Under this California law, pro-life medical centers must post a sign in their waiting area informing patients how to get state-funded abortions. A phone number to call and get the abortion procedure started must be on the sign. Violations of the law could result in massive punitive fines that would potentially close down centers.
This persecution of pro-life pregnancy centers comes after state and federal courts in California, Illinois, Maryland, and elsewhere have found laws like the FACT Act to be unconstitutional free speech infringements.
Mandating that pro-life centers advertise a message with which they fundamentally disagree undercuts the very foundation of the First Amendment. Freedom of speech requires that the government allow speech with which it disagrees.
The abortion industry, as reported by The Intercept, Mother Jones, and elsewhere, has argued that compelling pro-life centers to refer for abortion is “informed consent.” Saying it is no different than abortion clinics required to provide informed consent information to mothers who seek abortion. However, the two are not the same.

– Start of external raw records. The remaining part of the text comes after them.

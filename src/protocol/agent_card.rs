//! Discovery descriptor served at the well-known agent card path
//!
//! The card is built once from configuration. Its skill list is the same set
//! of task types the dispatcher accepts.

use crate::config::AnalystConfig;
use crate::protocol::messages::TaskType;
use serde::{Deserialize, Serialize};

/// Well-known path of the agent card
pub const AGENT_CARD_PATH: &str = "/.well-known/agent-card.json";

#[derive(Debug, Clone, Serialize, Deserialize, PartialEq)]
#[serde(rename_all = "camelCase")]
pub struct AgentCard {
    pub name: String,
    pub description: String,
    pub url: String,
    pub version: String,
    pub default_input_modes: Vec<String>,
    pub default_output_modes: Vec<String>,
    pub capabilities: AgentCapabilities,
    pub skills: Vec<AgentSkill>,
}

#[derive(Debug, Clone, Serialize, Deserialize, PartialEq)]
#[serde(rename_all = "camelCase")]
pub struct AgentCapabilities {
    pub streaming: bool,
}

#[derive(Debug, Clone, Serialize, Deserialize, PartialEq)]
pub struct AgentSkill {
    pub id: String,
    pub name: String,
    pub description: String,
    pub tags: Vec<String>,
    pub examples: Vec<String>,
}

impl AgentCard {
    pub fn from_config(config: &AnalystConfig) -> Self {
        let skills = config
            .supported_task_types()
            .into_iter()
            .map(AgentSkill::for_task)
            .collect();

        Self {
            name: config.agent.id.clone(),
            description: config.agent.description.clone(),
            url: config.server.advertised_url(),
            version: config.agent.version.clone(),
            default_input_modes: vec!["text".to_string(), "application/json".to_string()],
            default_output_modes: vec!["application/json".to_string()],
            capabilities: AgentCapabilities { streaming: false },
            skills,
        }
    }

    /// Task types declared by this card, in skill order
    pub fn declared_task_types(&self) -> Vec<TaskType> {
        self.skills
            .iter()
            .filter_map(|skill| TaskType::parse(&skill.id))
            .collect()
    }
}

impl AgentSkill {
    fn for_task(task_type: TaskType) -> Self {
        let (description, example) = match task_type {
            TaskType::RiskClassification => (
                "Classifies the risk factors of a 10-K filing into named risk categories",
                "Analyze this 10-K Risk Factors section and classify the risks",
            ),
            TaskType::BusinessSummary => (
                "Summarizes industry, products and geography from a 10-K Business section",
                "Extract a business summary from this filing",
            ),
            TaskType::ConsistencyCheck => (
                "Checks a prior risk list against the company context",
                "Which of these risks are not supported by the MD&A section?",
            ),
        };

        Self {
            id: task_type.as_str().to_string(),
            name: task_type.title().to_string(),
            description: description.to_string(),
            tags: vec![
                "finance".to_string(),
                "10-K".to_string(),
                task_type.as_str().replace('_', "-"),
            ],
            examples: vec![example.to_string()],
        }
    }
}

#[cfg(test)]
mod tests {
    use super::*;

    #[test]
    fn test_card_declares_all_configured_skills() {
        let config = AnalystConfig::test_config();
        let card = AgentCard::from_config(&config);

        assert_eq!(card.name, "test-analyst");
        assert_eq!(card.declared_task_types(), TaskType::ALL.to_vec());
        assert!(!card.capabilities.streaming);
    }

    #[test]
    fn test_card_serializes_camel_case() {
        let config = AnalystConfig::test_config();
        let card = AgentCard::from_config(&config);
        let json = serde_json::to_value(&card).unwrap();

        assert!(json["defaultInputModes"].is_array());
        assert!(json["defaultOutputModes"].is_array());
        assert_eq!(json["skills"][0]["id"], "risk_classification");
        assert_eq!(json["url"], "http://127.0.0.1:9020/");
    }

    #[test]
    fn test_card_limited_skills() {
        let mut config = AnalystConfig::test_config();
        config.agent.skills = vec!["business_summary".to_string()];
        let card = AgentCard::from_config(&config);

        assert_eq!(card.skills.len(), 1);
        assert_eq!(card.declared_task_types(), vec![TaskType::BusinessSummary]);
    }
}
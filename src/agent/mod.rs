//! Task handling
//!
//! `dispatcher` runs typed requests end to end; `detection` turns free-text
//! messages into typed requests for the `/message` adapter.

pub mod detection;
pub mod dispatcher;

pub use detection::{detect_task_type, request_from_text};
pub use dispatcher::TaskDispatcher;
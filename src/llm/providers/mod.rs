//! LLM provider implementations
//!
//! Concrete implementations of the LlmProvider trait.

pub mod openai;

pub use openai::*;
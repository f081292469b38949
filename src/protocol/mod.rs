//! Protocol types for the three-task evaluation exchange
//!
//! Request/result message shapes and the discovery descriptor advertised to
//! evaluators.

pub mod agent_card;
pub mod messages;

pub use agent_card::*;
pub use messages::*;
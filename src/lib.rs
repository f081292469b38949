//! Finance Analyst - 10-K filing analysis agent
//!
//! Answers three fixed analysis tasks over a company's filing text with the
//! help of an LLM backend:
//! - `risk_classification`: named risk categories for the company
//! - `business_summary`: industry, products and geography
//! - `consistency_check`: prior risk labels the context does not support
//!
//! A request flows through [`agent::TaskDispatcher`]: the task type is taken
//! from the request, [`processing::PromptBuilder`] renders the prompt,
//! [`llm::LlmClient`] makes the bounded, retrying call, and
//! [`processing::ResponseParser`] normalizes the answer into a
//! [`protocol::TaskResult`].
//!
//! # Quick Start
//!
//! ```rust
//! use finance_analyst::processing::ResponseParser;
//! use finance_analyst::protocol::TaskType;
//!
//! let result = ResponseParser::parse(
//!     TaskType::RiskClassification,
//!     "1. Credit Risk\n2. Market Risk",
//! )
//! .unwrap();
//!
//! assert_eq!(
//!     serde_json::to_string(&result).unwrap(),
//!     r#"{"task":"risk_classification","risk_classification":["Credit Risk","Market Risk"]}"#
//! );
//! ```

pub mod agent;
pub mod config;
pub mod error;
pub mod llm;
pub mod observability;
pub mod processing;
pub mod protocol;
pub mod testing;
pub mod transport;

pub use agent::TaskDispatcher;
pub use config::*;
pub use error::{DispatchError, DispatchResult};
pub use protocol::*;
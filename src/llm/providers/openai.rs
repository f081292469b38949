//! OpenAI-compatible chat completions provider
//!
//! Speaks the `/chat/completions` protocol shared by OpenAI and OpenRouter.
//! Each `complete` call is a single HTTP request; status codes are mapped to
//! [`LlmError`] variants so the client can decide what is worth retrying.

use crate::config::LlmSection;
use crate::llm::provider::{
    CompletionRequest, CompletionResponse, FinishReason, LlmError, LlmProvider, Message,
    MessageRole, ResponseFormat, TokenUsage,
};
use async_trait::async_trait;
use reqwest::{Client, StatusCode};
use serde::{Deserialize, Serialize};
use std::time::Duration;
use tracing::{debug, warn};

/// OpenAI-compatible provider configuration
#[derive(Debug, Clone)]
pub struct OpenAiConfig {
    pub api_key: String,
    pub base_url: String,
    /// Hard cap enforced by the HTTP client itself
    pub timeout: Duration,
    /// Provider label reported by `name()`
    pub provider_name: String,
    /// Sent as `X-Title`, used by OpenRouter for attribution
    pub app_title: Option<String>,
}

impl Default for OpenAiConfig {
    fn default() -> Self {
        Self {
            api_key: String::new(),
            base_url: "https://api.openai.com/v1".to_string(),
            timeout: Duration::from_secs(60),
            provider_name: "openai".to_string(),
            app_title: None,
        }
    }
}

impl OpenAiConfig {
    /// Provider settings for an `[llm]` section and a resolved API key
    pub fn from_section(section: &LlmSection, api_key: String) -> Self {
        Self {
            api_key,
            base_url: section.resolved_base_url(),
            // Slack over the client's own per-attempt cap
            timeout: section.timeout() + Duration::from_secs(5),
            provider_name: section.provider.clone(),
            app_title: None,
        }
    }

    pub fn with_app_title(mut self, title: impl Into<String>) -> Self {
        self.app_title = Some(title.into());
        self
    }
}

/// OpenAI-compatible provider implementation
pub struct OpenAiProvider {
    config: OpenAiConfig,
    client: Client,
}

impl OpenAiProvider {
    /// Create a new provider
    pub fn new(config: OpenAiConfig) -> Result<Self, LlmError> {
        if config.api_key.is_empty() {
            return Err(LlmError::NotConfigured(format!(
                "{} API key is required",
                config.provider_name
            )));
        }

        let client = Client::builder()
            .timeout(config.timeout)
            .build()
            .map_err(|e| LlmError::NetworkError(e.to_string()))?;

        Ok(Self { config, client })
    }

    /// Convert completion request to wire format (pure function)
    fn convert_to_openai_request(request: &CompletionRequest) -> OpenAiCompletionRequest {
        let response_format = request.response_format.as_ref().map(|rf| OpenAiResponseFormat {
            format_type: match rf {
                ResponseFormat::Text => "text".to_string(),
                ResponseFormat::Json => "json_object".to_string(),
            },
        });

        OpenAiCompletionRequest {
            model: request.model.clone(),
            messages: request.messages.iter().map(Self::convert_message).collect(),
            max_tokens: request.max_tokens,
            temperature: request.temperature,
            response_format,
        }
    }

    /// Convert internal message to wire format (pure function)
    fn convert_message(message: &Message) -> OpenAiMessage {
        OpenAiMessage {
            role: match message.role {
                MessageRole::System => "system".to_string(),
                MessageRole::User => "user".to_string(),
                MessageRole::Assistant => "assistant".to_string(),
            },
            content: Some(message.content.clone()),
        }
    }

    /// Parse completion response (pure function)
    fn parse_completion_response(
        openai_response: OpenAiCompletionResponse,
    ) -> Result<CompletionResponse, LlmError> {
        let choice = openai_response
            .choices
            .into_iter()
            .next()
            .ok_or_else(|| LlmError::InvalidResponse("No choices returned".to_string()))?;

        let usage = openai_response
            .usage
            .map(|u| TokenUsage {
                prompt_tokens: u.prompt_tokens,
                completion_tokens: u.completion_tokens,
                total_tokens: u.total_tokens,
            })
            .unwrap_or_default();

        Ok(CompletionResponse {
            content: choice.message.content,
            model: openai_response.model,
            usage,
            finish_reason: Self::convert_finish_reason(choice.finish_reason.as_deref()),
        })
    }

    /// Convert finish reason to internal format (pure function)
    fn convert_finish_reason(reason: Option<&str>) -> FinishReason {
        match reason {
            Some("stop") => FinishReason::Stop,
            Some("length") => FinishReason::Length,
            Some("content_filter") => FinishReason::ContentFilter,
            _ => FinishReason::Error,
        }
    }

    /// Map a non-success HTTP status to an error class (pure function)
    fn classify_status(status: StatusCode, body: &str) -> LlmError {
        let message = truncate_body(body);
        match status {
            StatusCode::TOO_MANY_REQUESTS => {
                LlmError::RateLimitExceeded(format!("{} - {message}", status.as_u16()))
            }
            StatusCode::UNAUTHORIZED | StatusCode::FORBIDDEN => LlmError::AuthenticationFailed {
                status: status.as_u16(),
                message,
            },
            s if s.is_server_error() => LlmError::ServerError {
                status: s.as_u16(),
                message,
            },
            s => LlmError::InvalidRequest {
                status: s.as_u16(),
                message,
            },
        }
    }

    fn authorized(&self, builder: reqwest::RequestBuilder) -> reqwest::RequestBuilder {
        let builder = builder.header("Authorization", format!("Bearer {}", self.config.api_key));
        match &self.config.app_title {
            Some(title) => builder.header("X-Title", title),
            None => builder,
        }
    }
}

#[async_trait]
impl LlmProvider for OpenAiProvider {
    fn name(&self) -> &str {
        &self.config.provider_name
    }

    async fn complete(&self, request: CompletionRequest) -> Result<CompletionResponse, LlmError> {
        let openai_request = Self::convert_to_openai_request(&request);

        debug!(
            provider = %self.config.provider_name,
            model = %openai_request.model,
            messages = openai_request.messages.len(),
            "Sending chat completion request"
        );

        let response = self
            .authorized(
                self.client
                    .post(format!("{}/chat/completions", self.config.base_url)),
            )
            .header("Content-Type", "application/json")
            .json(&openai_request)
            .send()
            .await
            .map_err(|e| {
                if e.is_timeout() {
                    LlmError::Timeout(e.to_string())
                } else {
                    warn!(
                        is_connect = e.is_connect(),
                        is_request = e.is_request(),
                        "Chat completion transport error: {}",
                        e
                    );
                    LlmError::NetworkError(e.to_string())
                }
            })?;

        let status = response.status();
        if !status.is_success() {
            let error_text = response.text().await.unwrap_or_default();
            let error = Self::classify_status(status, &error_text);
            warn!(status = status.as_u16(), "Chat completion rejected: {}", error);
            return Err(error);
        }

        let openai_response: OpenAiCompletionResponse = response
            .json()
            .await
            .map_err(|e| LlmError::InvalidResponse(e.to_string()))?;

        let completion = Self::parse_completion_response(openai_response)?;
        debug!(
            tokens = completion.usage.total_tokens,
            finish_reason = ?completion.finish_reason,
            "Chat completion received"
        );
        Ok(completion)
    }

    async fn health_check(&self) -> Result<(), LlmError> {
        let response = self
            .authorized(self.client.get(format!("{}/models", self.config.base_url)))
            .send()
            .await
            .map_err(|e| LlmError::NetworkError(e.to_string()))?;

        let status = response.status();
        if status.is_success() {
            Ok(())
        } else {
            let body = response.text().await.unwrap_or_default();
            Err(Self::classify_status(status, &body))
        }
    }
}

/// Keep error bodies short enough for logs and error messages
fn truncate_body(body: &str) -> String {
    const MAX_BODY_CHARS: usize = 300;
    if body.chars().count() > MAX_BODY_CHARS {
        let head: String = body.chars().take(MAX_BODY_CHARS).collect();
        format!("{head}...")
    } else {
        body.to_string()
    }
}

#[derive(Debug, Serialize)]
struct OpenAiCompletionRequest {
    model: String,
    messages: Vec<OpenAiMessage>,
    #[serde(skip_serializing_if = "Option::is_none")]
    max_tokens: Option<u32>,
    #[serde(skip_serializing_if = "Option::is_none")]
    temperature: Option<f32>,
    #[serde(skip_serializing_if = "Option::is_none")]
    response_format: Option<OpenAiResponseFormat>,
}

#[derive(Debug, Serialize, Deserialize)]
struct OpenAiMessage {
    role: String,
    #[serde(default)]
    content: Option<String>,
}

#[derive(Debug, Deserialize)]
struct OpenAiCompletionResponse {
    #[serde(default)]
    model: String,
    choices: Vec<OpenAiChoice>,
    usage: Option<OpenAiUsage>,
}

#[derive(Debug, Deserialize)]
struct OpenAiChoice {
    message: OpenAiMessage,
    finish_reason: Option<String>,
}

#[derive(Debug, Deserialize)]
struct OpenAiUsage {
    prompt_tokens: u32,
    completion_tokens: u32,
    total_tokens: u32,
}

#[derive(Debug, Serialize)]
struct OpenAiResponseFormat {
    #[serde(rename = "type")]
    format_type: String,
}
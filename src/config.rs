//! Configuration system for the finance analyst agent
//!
//! Configuration is loaded once from a TOML file at startup and passed by
//! reference to the components that need it. Secrets are never stored in the
//! file; `[llm].api_key_env` names the environment variable holding the key.

use crate::protocol::messages::TaskType;
use serde::{Deserialize, Serialize};
use std::path::Path;
use std::time::Duration;
use thiserror::Error;
use url::Url;

/// Main analyst configuration structure
#[derive(Debug, Clone, Serialize, Deserialize, PartialEq)]
pub struct AnalystConfig {
    pub agent: AgentSection,
    #[serde(default)]
    pub llm: LlmSection,
    #[serde(default)]
    pub server: ServerSection,
}

/// Agent identity, also published in the agent card
#[derive(Debug, Clone, Serialize, Deserialize, PartialEq)]
pub struct AgentSection {
    /// Agent identifier (must match [a-zA-Z0-9._-]+)
    pub id: String,
    #[serde(default = "default_agent_name")]
    pub name: String,
    #[serde(default = "default_agent_description")]
    pub description: String,
    #[serde(default = "default_agent_version")]
    pub version: String,
    /// Task types this agent declares support for
    #[serde(default = "default_skills")]
    pub skills: Vec<String>,
}

fn default_agent_name() -> String {
    "10-K Financial Analyst".to_string()
}

fn default_agent_description() -> String {
    "Analyzes SEC 10-K filings: risk classification, business summary and consistency checks"
        .to_string()
}

fn default_agent_version() -> String {
    env!("CARGO_PKG_VERSION").to_string()
}

fn default_skills() -> Vec<String> {
    TaskType::ALL.iter().map(|t| t.as_str().to_string()).collect()
}

/// LLM backend section
#[derive(Debug, Clone, Serialize, Deserialize, PartialEq)]
pub struct LlmSection {
    /// Provider name: "openai" or "openrouter" (both speak chat completions)
    #[serde(default = "default_provider")]
    pub provider: String,
    /// Model identifier
    #[serde(default = "default_model")]
    pub model: String,
    /// Environment variable containing API key
    #[serde(default = "default_api_key_env")]
    pub api_key_env: String,
    /// Override of the provider's default endpoint
    pub base_url: Option<String>,
    /// Sampling temperature (0.0 to 2.0)
    #[serde(default = "default_temperature")]
    pub temperature: f32,
    /// Completion token cap sent with every request
    #[serde(default = "default_max_tokens")]
    pub max_tokens: Option<u32>,
    /// Per-attempt timeout in seconds
    #[serde(default = "default_timeout_secs")]
    pub timeout_secs: u64,
    /// Retries after the first attempt on transient failures
    #[serde(default = "default_max_retries")]
    pub max_retries: u32,
    /// Base delay between retries in milliseconds
    #[serde(default = "default_backoff_ms")]
    pub backoff_ms: u64,
    /// Request `json_object` response format from the backend
    #[serde(default = "default_json_mode")]
    pub json_mode: bool,
}

fn default_provider() -> String {
    "openrouter".to_string()
}

fn default_model() -> String {
    "deepseek/deepseek-v3.2".to_string()
}

fn default_api_key_env() -> String {
    "OPENROUTER_API_KEY".to_string()
}

fn default_temperature() -> f32 {
    0.2
}

fn default_max_tokens() -> Option<u32> {
    Some(2000)
}

fn default_timeout_secs() -> u64 {
    60
}

fn default_max_retries() -> u32 {
    2
}

fn default_backoff_ms() -> u64 {
    500
}

fn default_json_mode() -> bool {
    true
}

impl Default for LlmSection {
    fn default() -> Self {
        Self {
            provider: default_provider(),
            model: default_model(),
            api_key_env: default_api_key_env(),
            base_url: None,
            temperature: default_temperature(),
            max_tokens: default_max_tokens(),
            timeout_secs: default_timeout_secs(),
            max_retries: default_max_retries(),
            backoff_ms: default_backoff_ms(),
            json_mode: default_json_mode(),
        }
    }
}

impl LlmSection {
    /// Endpoint for the configured provider, honouring `base_url`
    pub fn resolved_base_url(&self) -> String {
        match &self.base_url {
            Some(url) => url.trim_end_matches('/').to_string(),
            None => match self.provider.as_str() {
                "openai" => "https://api.openai.com/v1".to_string(),
                _ => "https://openrouter.ai/api/v1".to_string(),
            },
        }
    }

    pub fn timeout(&self) -> Duration {
        Duration::from_secs(self.timeout_secs)
    }
}

/// HTTP server section
#[derive(Debug, Clone, Serialize, Deserialize, PartialEq)]
pub struct ServerSection {
    #[serde(default = "default_host")]
    pub host: String,
    #[serde(default = "default_port")]
    pub port: u16,
    /// Upper bound on the whole handling of one request
    #[serde(default = "default_request_deadline_secs")]
    pub request_deadline_secs: u64,
    /// URL advertised in the agent card, if different from host:port
    pub public_url: Option<String>,
}

fn default_host() -> String {
    "127.0.0.1".to_string()
}

fn default_port() -> u16 {
    9020
}

fn default_request_deadline_secs() -> u64 {
    180
}

impl Default for ServerSection {
    fn default() -> Self {
        Self {
            host: default_host(),
            port: default_port(),
            request_deadline_secs: default_request_deadline_secs(),
            public_url: None,
        }
    }
}

impl ServerSection {
    pub fn request_deadline(&self) -> Duration {
        Duration::from_secs(self.request_deadline_secs)
    }

    pub fn advertised_url(&self) -> String {
        self.public_url
            .clone()
            .unwrap_or_else(|| format!("http://{}:{}/", self.host, self.port))
    }
}

/// Configuration loading errors
#[derive(Debug, Error)]
pub enum ConfigError {
    #[error("Failed to read config file: {0}")]
    FileRead(#[from] std::io::Error),
    #[error("Failed to parse TOML: {0}")]
    TomlParse(#[from] toml::de::Error),
    #[error("Environment variable not found: {0}")]
    EnvVarNotFound(String),
    #[error("Invalid agent ID format: {0}")]
    InvalidAgentId(String),
    #[error("Invalid configuration: {0}")]
    InvalidConfig(String),
}

impl AnalystConfig {
    /// Load configuration from a TOML file and validate it
    pub fn load_from_file(path: &Path) -> Result<Self, ConfigError> {
        let content = std::fs::read_to_string(path)?;
        Self::from_toml_str(&content)
    }

    /// Parse and validate configuration from TOML text
    pub fn from_toml_str(content: &str) -> Result<Self, ConfigError> {
        let config: AnalystConfig = toml::from_str(content)?;
        config.validate()?;
        Ok(config)
    }

    /// Check cross-field constraints that serde cannot express
    pub fn validate(&self) -> Result<(), ConfigError> {
        validate_agent_id(&self.agent.id)?;
        validate_skills(&self.agent.skills)?;

        match self.llm.provider.as_str() {
            "openai" | "openrouter" => {}
            other => {
                return Err(ConfigError::InvalidConfig(format!(
                    "Unsupported LLM provider '{other}' (expected \"openai\" or \"openrouter\")"
                )))
            }
        }

        if !(0.0..=2.0).contains(&self.llm.temperature) {
            return Err(ConfigError::InvalidConfig(format!(
                "llm.temperature {} must be between 0.0 and 2.0",
                self.llm.temperature
            )));
        }

        if self.llm.timeout_secs == 0 {
            return Err(ConfigError::InvalidConfig(
                "llm.timeout_secs must be greater than zero".to_string(),
            ));
        }

        if self.server.request_deadline_secs == 0 {
            return Err(ConfigError::InvalidConfig(
                "server.request_deadline_secs must be greater than zero".to_string(),
            ));
        }

        if let Some(base_url) = &self.llm.base_url {
            validate_url("llm.base_url", base_url)?;
        }
        if let Some(public_url) = &self.server.public_url {
            validate_url("server.public_url", public_url)?;
        }

        Ok(())
    }

    /// Task types declared in `[agent].skills`, in declaration order
    pub fn supported_task_types(&self) -> Vec<TaskType> {
        self.agent
            .skills
            .iter()
            .filter_map(|skill| TaskType::parse(skill))
            .collect()
    }

    /// Get LLM API key from environment variable
    pub fn get_llm_api_key(&self) -> Result<String, ConfigError> {
        std::env::var(&self.llm.api_key_env)
            .map_err(|_| ConfigError::EnvVarNotFound(self.llm.api_key_env.clone()))
    }

    /// Create a test configuration for unit testing
    #[cfg(test)]
    pub fn test_config() -> Self {
        let toml_content = r#"
[agent]
id = "test-analyst"
description = "A test analyst"

[llm]
provider = "openai"
model = "mock-model"
api_key_env = "TEST_ANALYST_API_KEY"
timeout_secs = 5
max_retries = 1
backoff_ms = 10
"#;
        Self::from_toml_str(toml_content).expect("Test config should parse")
    }
}

/// Validate agent ID format
fn validate_agent_id(agent_id: &str) -> Result<(), ConfigError> {
    let valid_chars = agent_id
        .chars()
        .all(|c| c.is_ascii_alphanumeric() || c == '.' || c == '_' || c == '-');

    if agent_id.is_empty() || !valid_chars {
        return Err(ConfigError::InvalidAgentId(format!(
            "Agent ID '{agent_id}' must match pattern [a-zA-Z0-9._-]+"
        )));
    }

    Ok(())
}

fn validate_skills(skills: &[String]) -> Result<(), ConfigError> {
    if skills.is_empty() {
        return Err(ConfigError::InvalidConfig(
            "agent.skills must declare at least one task type".to_string(),
        ));
    }

    for (i, skill) in skills.iter().enumerate() {
        if TaskType::parse(skill).is_none() {
            return Err(ConfigError::InvalidConfig(format!(
                "agent.skills contains unknown task type '{skill}'"
            )));
        }
        if skills[..i].contains(skill) {
            return Err(ConfigError::InvalidConfig(format!(
                "agent.skills lists '{skill}' more than once"
            )));
        }
    }

    Ok(())
}

fn validate_url(field: &str, value: &str) -> Result<(), ConfigError> {
    let url = Url::parse(value)
        .map_err(|e| ConfigError::InvalidConfig(format!("{field} '{value}' is not a URL: {e}")))?;

    match url.scheme() {
        "http" | "https" => Ok(()),
        scheme => Err(ConfigError::InvalidConfig(format!(
            "{field} must use http or https, got '{scheme}'"
        ))),
    }
}

#[cfg(test)]
mod tests {
    use super::*;

    #[test]
    fn test_minimal_config_uses_defaults() {
        let config = AnalystConfig::from_toml_str(
            r#"
[agent]
id = "minimal"
"#,
        )
        .unwrap();

        assert_eq!(config.agent.id, "minimal");
        assert_eq!(config.agent.skills.len(), 3);
        assert_eq!(config.llm.provider, "openrouter");
        assert_eq!(config.llm.model, "deepseek/deepseek-v3.2");
        assert_eq!(config.llm.api_key_env, "OPENROUTER_API_KEY");
        assert_eq!(config.llm.temperature, 0.2);
        assert_eq!(config.llm.max_retries, 2);
        assert!(config.llm.json_mode);
        assert_eq!(config.server.port, 9020);
        assert_eq!(config.server.request_deadline(), Duration::from_secs(180));
    }

    #[test]
    fn test_full_config() {
        let config = AnalystConfig::from_toml_str(
            r#"
[agent]
id = "purple.analyst"
name = "Analyst"
description = "Full config"
version = "2.1.0"
skills = ["consistency_check", "risk_classification"]

[llm]
provider = "openai"
model = "gpt-4o-mini"
api_key_env = "OPENAI_API_KEY"
base_url = "http://localhost:8000/v1/"
temperature = 0.0
max_tokens = 512
timeout_secs = 10
max_retries = 4
backoff_ms = 250
json_mode = false

[server]
host = "0.0.0.0"
port = 8088
request_deadline_secs = 30
public_url = "https://analyst.example.com/"
"#,
        )
        .unwrap();

        assert_eq!(
            config.supported_task_types(),
            vec![TaskType::ConsistencyCheck, TaskType::RiskClassification]
        );
        assert_eq!(config.llm.resolved_base_url(), "http://localhost:8000/v1");
        assert_eq!(config.llm.timeout(), Duration::from_secs(10));
        assert_eq!(config.llm.max_tokens, Some(512));
        assert!(!config.llm.json_mode);
        assert_eq!(config.server.advertised_url(), "https://analyst.example.com/");
    }

    #[test]
    fn test_resolved_base_url_per_provider() {
        let mut llm = LlmSection::default();
        assert_eq!(llm.resolved_base_url(), "https://openrouter.ai/api/v1");

        llm.provider = "openai".to_string();
        assert_eq!(llm.resolved_base_url(), "https://api.openai.com/v1");
    }

    #[test]
    fn test_invalid_agent_id() {
        assert!(validate_agent_id("invalid@agent").is_err());
        assert!(validate_agent_id("").is_err());
        assert!(validate_agent_id("valid-agent_123.test").is_ok());
    }

    #[test]
    fn test_unknown_skill_rejected() {
        let result = AnalystConfig::from_toml_str(
            r#"
[agent]
id = "a"
skills = ["forecast_revenue"]
"#,
        );
        assert!(matches!(result, Err(ConfigError::InvalidConfig(_))));
    }

    #[test]
    fn test_duplicate_and_empty_skills_rejected() {
        assert!(validate_skills(&[]).is_err());
        assert!(validate_skills(&[
            "business_summary".to_string(),
            "business_summary".to_string()
        ])
        .is_err());
    }

    #[test]
    fn test_temperature_out_of_range_rejected() {
        let result = AnalystConfig::from_toml_str(
            r#"
[agent]
id = "a"

[llm]
temperature = 3.5
"#,
        );
        assert!(matches!(result, Err(ConfigError::InvalidConfig(_))));
    }

    #[test]
    fn test_unsupported_provider_rejected() {
        let result = AnalystConfig::from_toml_str(
            r#"
[agent]
id = "a"

[llm]
provider = "anthropic"
"#,
        );
        assert!(matches!(result, Err(ConfigError::InvalidConfig(_))));
    }

    #[test]
    fn test_bad_urls_rejected() {
        assert!(validate_url("llm.base_url", "not a url").is_err());
        assert!(validate_url("llm.base_url", "ftp://example.com").is_err());
        assert!(validate_url("llm.base_url", "https://example.com/v1").is_ok());
    }

    #[test]
    fn test_missing_api_key_env() {
        let mut config = AnalystConfig::test_config();
        config.llm.api_key_env = "FINANCE_ANALYST_DEFINITELY_UNSET_VAR".to_string();
        assert!(matches!(
            config.get_llm_api_key(),
            Err(ConfigError::EnvVarNotFound(_))
        ));
    }
}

Abortion informed consent lets the patient know it is a serious and irreversible surgical procedure. Not only does it take the life of an unborn child, but could also cause serious injury to the mother as well. As the Kermit Gosnell case in Philadelphia shows, women can be seriously maimed and even die from abortion.
Requiring informed consent laws to advise women seeking abortion of the serious medical risks involved is a well-accepted principle in the law. Further, informed consent laws, such as those requiring ultrasound disclosures and other information be provided to women procuring abortions, are necessary because abortion, as even stated by the Supreme Court in Roe v. Wade, objectively ends the life of an unborn child.
Finally, it should be noted that laws regulating abortion centers are targeting medical centers, not free speech, for regulation. Surgerical procedures should be regulated. Arguments to the contrary are merely abortion proponents attempting to get around the same disclosures and standards to which other medical centers doing heart, leg, and other surgeries are held.
NARAL’s objections to the work of pro-life pregnancy centers are not related to women’s health, but rather to the pro-life philosophy of the centers. A Freedom of Information Act request in 2015 showed that a Montgomery County, Md. law with similar requirements as the FACT Act had been crafted solely because of NARAL’s opinion on abortion – not because of any alleged lack of care for women.
Normal limits to free speech involve an abuse of the right, generally resulting in damages, false reports, accusations, slander, libel, etc. No such damages are addressed in the unconstitutional FACT Act that NIFLA is fighting.
Based on other lower court rulings and objective review of the case, the Supreme Court will likely agree. Sometime in early 2018 they will rule on this case. It is expected to be a victory for the First Amendment and pro-life medical centers. However, past history with SCOTUS makes projecting a definite result problematic at best.